— WORK TASK —
The answer must consist of every line from the data that holds the string "abandoned".
· · ·
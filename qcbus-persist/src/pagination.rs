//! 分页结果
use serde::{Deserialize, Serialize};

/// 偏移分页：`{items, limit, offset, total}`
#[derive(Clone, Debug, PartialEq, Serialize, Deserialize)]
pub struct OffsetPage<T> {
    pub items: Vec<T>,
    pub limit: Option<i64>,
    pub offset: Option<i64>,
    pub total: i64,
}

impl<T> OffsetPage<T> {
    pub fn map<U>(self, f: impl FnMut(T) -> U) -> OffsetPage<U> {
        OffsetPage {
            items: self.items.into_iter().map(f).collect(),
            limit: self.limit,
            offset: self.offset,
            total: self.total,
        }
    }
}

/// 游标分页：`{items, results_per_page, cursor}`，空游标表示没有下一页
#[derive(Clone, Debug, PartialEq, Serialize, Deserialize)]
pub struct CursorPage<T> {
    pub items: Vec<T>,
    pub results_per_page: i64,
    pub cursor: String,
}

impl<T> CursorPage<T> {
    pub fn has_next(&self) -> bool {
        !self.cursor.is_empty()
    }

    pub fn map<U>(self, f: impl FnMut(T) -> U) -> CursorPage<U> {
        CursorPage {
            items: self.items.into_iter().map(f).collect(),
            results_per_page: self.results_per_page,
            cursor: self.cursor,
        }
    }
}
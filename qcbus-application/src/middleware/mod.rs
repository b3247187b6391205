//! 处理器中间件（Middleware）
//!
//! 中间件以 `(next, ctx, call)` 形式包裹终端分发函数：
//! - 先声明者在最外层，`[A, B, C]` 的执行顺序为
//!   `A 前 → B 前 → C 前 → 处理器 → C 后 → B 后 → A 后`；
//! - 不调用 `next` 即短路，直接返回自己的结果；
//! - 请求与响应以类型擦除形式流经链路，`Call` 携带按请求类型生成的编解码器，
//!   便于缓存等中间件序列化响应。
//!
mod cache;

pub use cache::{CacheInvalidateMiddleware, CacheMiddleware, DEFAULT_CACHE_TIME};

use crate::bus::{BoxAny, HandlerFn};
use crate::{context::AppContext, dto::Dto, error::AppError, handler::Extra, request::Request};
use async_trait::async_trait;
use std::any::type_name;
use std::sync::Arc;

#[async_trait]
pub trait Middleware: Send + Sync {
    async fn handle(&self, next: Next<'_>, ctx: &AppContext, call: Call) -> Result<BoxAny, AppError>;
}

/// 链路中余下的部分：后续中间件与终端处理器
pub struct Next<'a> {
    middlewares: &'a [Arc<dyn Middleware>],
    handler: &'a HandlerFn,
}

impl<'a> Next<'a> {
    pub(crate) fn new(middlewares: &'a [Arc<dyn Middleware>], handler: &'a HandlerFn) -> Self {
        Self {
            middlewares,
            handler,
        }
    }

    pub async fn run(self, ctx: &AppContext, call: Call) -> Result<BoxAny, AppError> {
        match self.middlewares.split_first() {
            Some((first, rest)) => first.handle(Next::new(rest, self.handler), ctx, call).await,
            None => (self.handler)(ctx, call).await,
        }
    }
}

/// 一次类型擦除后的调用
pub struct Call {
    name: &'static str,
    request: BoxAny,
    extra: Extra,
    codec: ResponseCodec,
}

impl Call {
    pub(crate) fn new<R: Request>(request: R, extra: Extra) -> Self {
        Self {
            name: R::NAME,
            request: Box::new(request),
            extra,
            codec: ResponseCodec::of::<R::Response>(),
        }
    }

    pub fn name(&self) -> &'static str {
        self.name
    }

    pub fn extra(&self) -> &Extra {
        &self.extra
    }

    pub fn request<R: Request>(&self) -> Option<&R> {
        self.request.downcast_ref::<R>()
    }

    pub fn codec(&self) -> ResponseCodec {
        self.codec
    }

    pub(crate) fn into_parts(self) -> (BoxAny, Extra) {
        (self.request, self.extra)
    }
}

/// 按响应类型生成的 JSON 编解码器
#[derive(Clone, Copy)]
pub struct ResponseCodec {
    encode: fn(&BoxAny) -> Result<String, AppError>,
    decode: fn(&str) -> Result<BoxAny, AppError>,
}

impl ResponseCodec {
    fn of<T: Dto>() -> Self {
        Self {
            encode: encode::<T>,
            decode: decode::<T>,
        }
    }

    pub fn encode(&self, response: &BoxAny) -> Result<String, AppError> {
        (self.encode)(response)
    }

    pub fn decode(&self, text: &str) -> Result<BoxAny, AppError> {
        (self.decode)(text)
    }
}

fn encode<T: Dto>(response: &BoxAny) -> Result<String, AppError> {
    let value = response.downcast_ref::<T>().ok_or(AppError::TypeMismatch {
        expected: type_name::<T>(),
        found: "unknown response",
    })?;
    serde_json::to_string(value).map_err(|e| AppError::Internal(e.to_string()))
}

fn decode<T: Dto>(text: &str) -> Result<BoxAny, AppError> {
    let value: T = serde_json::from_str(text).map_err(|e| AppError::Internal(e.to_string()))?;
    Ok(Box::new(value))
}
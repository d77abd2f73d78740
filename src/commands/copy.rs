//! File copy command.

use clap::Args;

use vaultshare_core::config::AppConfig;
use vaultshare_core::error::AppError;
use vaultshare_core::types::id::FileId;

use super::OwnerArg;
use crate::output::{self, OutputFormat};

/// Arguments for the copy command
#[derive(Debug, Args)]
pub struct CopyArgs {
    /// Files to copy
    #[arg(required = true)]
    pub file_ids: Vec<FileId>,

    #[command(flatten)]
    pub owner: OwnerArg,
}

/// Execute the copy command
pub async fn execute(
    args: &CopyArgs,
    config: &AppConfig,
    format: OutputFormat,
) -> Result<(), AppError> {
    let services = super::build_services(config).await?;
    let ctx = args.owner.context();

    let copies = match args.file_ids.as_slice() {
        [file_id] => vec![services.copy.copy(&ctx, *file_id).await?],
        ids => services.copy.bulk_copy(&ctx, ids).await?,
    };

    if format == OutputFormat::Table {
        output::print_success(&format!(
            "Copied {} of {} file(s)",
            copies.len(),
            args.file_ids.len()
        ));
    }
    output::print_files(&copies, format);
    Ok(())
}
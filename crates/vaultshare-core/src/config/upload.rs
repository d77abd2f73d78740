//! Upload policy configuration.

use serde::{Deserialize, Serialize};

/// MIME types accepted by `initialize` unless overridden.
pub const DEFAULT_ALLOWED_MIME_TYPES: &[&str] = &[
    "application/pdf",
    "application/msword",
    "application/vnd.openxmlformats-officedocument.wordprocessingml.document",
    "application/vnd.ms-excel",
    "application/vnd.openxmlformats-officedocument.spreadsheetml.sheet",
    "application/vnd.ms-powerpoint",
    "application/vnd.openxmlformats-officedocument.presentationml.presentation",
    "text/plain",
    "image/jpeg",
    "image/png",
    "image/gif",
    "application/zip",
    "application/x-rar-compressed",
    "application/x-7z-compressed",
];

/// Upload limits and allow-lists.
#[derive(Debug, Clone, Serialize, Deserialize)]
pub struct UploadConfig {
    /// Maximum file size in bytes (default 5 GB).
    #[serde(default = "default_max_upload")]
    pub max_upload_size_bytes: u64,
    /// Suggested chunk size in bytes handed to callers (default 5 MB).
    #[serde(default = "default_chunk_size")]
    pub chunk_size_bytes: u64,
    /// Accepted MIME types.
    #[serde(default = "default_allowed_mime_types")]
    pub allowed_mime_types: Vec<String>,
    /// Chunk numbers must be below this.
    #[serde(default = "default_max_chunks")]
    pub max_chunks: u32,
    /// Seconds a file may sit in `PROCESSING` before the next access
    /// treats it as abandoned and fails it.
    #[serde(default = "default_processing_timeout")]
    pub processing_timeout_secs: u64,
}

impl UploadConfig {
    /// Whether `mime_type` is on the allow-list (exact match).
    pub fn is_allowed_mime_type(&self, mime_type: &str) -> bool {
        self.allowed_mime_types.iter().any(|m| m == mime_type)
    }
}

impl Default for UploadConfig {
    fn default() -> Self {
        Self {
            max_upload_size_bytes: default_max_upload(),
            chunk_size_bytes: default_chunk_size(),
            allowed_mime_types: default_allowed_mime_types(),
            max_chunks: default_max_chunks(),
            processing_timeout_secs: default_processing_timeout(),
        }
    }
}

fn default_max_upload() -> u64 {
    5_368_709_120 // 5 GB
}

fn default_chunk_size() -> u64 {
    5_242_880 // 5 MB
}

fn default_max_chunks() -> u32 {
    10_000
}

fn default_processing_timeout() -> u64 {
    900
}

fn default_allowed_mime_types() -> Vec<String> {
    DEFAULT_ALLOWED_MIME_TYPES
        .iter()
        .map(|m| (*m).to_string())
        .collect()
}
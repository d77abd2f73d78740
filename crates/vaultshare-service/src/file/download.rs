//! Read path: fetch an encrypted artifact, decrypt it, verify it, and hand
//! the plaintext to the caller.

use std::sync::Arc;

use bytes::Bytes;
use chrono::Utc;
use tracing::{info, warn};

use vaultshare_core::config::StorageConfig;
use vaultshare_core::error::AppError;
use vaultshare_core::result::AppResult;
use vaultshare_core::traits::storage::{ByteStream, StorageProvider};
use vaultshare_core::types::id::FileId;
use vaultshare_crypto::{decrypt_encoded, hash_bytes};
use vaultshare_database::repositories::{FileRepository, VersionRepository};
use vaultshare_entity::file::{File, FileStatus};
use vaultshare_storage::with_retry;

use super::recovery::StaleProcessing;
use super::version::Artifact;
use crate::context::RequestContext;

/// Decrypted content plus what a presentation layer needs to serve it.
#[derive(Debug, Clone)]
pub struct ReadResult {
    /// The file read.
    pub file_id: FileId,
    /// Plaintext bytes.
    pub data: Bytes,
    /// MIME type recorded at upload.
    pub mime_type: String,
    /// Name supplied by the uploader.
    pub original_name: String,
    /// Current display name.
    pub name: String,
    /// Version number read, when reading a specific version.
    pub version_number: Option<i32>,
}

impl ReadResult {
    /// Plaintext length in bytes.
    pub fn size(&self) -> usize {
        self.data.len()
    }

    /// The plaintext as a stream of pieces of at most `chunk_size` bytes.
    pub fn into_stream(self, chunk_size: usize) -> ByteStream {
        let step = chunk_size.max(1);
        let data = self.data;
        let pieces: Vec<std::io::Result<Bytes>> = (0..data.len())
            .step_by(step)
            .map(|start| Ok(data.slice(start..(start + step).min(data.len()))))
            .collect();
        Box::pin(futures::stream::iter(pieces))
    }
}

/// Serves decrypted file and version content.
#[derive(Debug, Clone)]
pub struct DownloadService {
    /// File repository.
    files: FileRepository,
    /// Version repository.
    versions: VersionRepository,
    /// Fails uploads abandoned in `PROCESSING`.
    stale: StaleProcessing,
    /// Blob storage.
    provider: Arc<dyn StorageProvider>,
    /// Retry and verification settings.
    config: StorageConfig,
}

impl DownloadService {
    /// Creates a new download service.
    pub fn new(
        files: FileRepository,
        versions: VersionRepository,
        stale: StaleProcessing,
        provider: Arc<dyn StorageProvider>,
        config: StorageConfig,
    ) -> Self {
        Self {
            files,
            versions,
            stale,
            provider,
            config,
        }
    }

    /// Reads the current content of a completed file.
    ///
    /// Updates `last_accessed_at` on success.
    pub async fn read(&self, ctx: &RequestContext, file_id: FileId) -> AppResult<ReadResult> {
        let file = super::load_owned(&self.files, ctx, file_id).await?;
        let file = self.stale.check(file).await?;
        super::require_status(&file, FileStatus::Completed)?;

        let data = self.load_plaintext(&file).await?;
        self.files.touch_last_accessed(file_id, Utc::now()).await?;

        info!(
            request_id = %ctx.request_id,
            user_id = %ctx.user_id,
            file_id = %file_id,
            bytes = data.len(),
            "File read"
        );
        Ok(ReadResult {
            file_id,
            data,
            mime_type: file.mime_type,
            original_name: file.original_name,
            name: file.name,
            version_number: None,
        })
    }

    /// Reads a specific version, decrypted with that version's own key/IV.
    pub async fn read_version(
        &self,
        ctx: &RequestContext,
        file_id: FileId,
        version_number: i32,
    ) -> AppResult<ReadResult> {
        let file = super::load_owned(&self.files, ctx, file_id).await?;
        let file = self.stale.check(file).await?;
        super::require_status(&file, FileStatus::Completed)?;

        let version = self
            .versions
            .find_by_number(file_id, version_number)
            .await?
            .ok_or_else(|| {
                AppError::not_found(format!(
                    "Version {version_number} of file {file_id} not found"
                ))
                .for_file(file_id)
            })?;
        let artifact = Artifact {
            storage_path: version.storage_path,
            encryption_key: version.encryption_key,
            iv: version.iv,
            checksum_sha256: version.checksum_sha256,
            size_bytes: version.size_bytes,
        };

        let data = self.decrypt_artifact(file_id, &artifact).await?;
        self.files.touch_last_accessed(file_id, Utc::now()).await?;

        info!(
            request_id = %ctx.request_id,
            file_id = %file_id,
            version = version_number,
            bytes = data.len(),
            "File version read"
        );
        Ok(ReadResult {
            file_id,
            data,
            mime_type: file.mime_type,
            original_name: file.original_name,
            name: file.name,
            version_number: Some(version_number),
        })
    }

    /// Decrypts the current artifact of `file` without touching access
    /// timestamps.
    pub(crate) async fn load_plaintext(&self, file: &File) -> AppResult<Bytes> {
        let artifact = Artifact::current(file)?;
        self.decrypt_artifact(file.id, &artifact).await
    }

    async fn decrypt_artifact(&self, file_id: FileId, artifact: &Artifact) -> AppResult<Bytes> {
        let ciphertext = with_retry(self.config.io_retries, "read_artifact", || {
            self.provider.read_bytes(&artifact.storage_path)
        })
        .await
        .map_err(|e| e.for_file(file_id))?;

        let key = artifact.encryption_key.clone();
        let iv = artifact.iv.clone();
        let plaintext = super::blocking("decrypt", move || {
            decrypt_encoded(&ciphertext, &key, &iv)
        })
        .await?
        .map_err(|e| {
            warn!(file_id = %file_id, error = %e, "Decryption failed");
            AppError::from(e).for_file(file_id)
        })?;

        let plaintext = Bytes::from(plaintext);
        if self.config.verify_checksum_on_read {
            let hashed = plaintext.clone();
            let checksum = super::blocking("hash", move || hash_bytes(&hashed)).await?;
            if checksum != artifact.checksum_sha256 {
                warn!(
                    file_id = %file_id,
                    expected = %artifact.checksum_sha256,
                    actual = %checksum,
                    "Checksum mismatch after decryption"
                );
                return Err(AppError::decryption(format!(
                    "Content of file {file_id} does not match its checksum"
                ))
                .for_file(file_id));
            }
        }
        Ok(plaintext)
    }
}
· · ·
— TASK ANSWER —
    /// treats it as abandoned and fails it.
    /// Fails uploads abandoned in `PROCESSING`.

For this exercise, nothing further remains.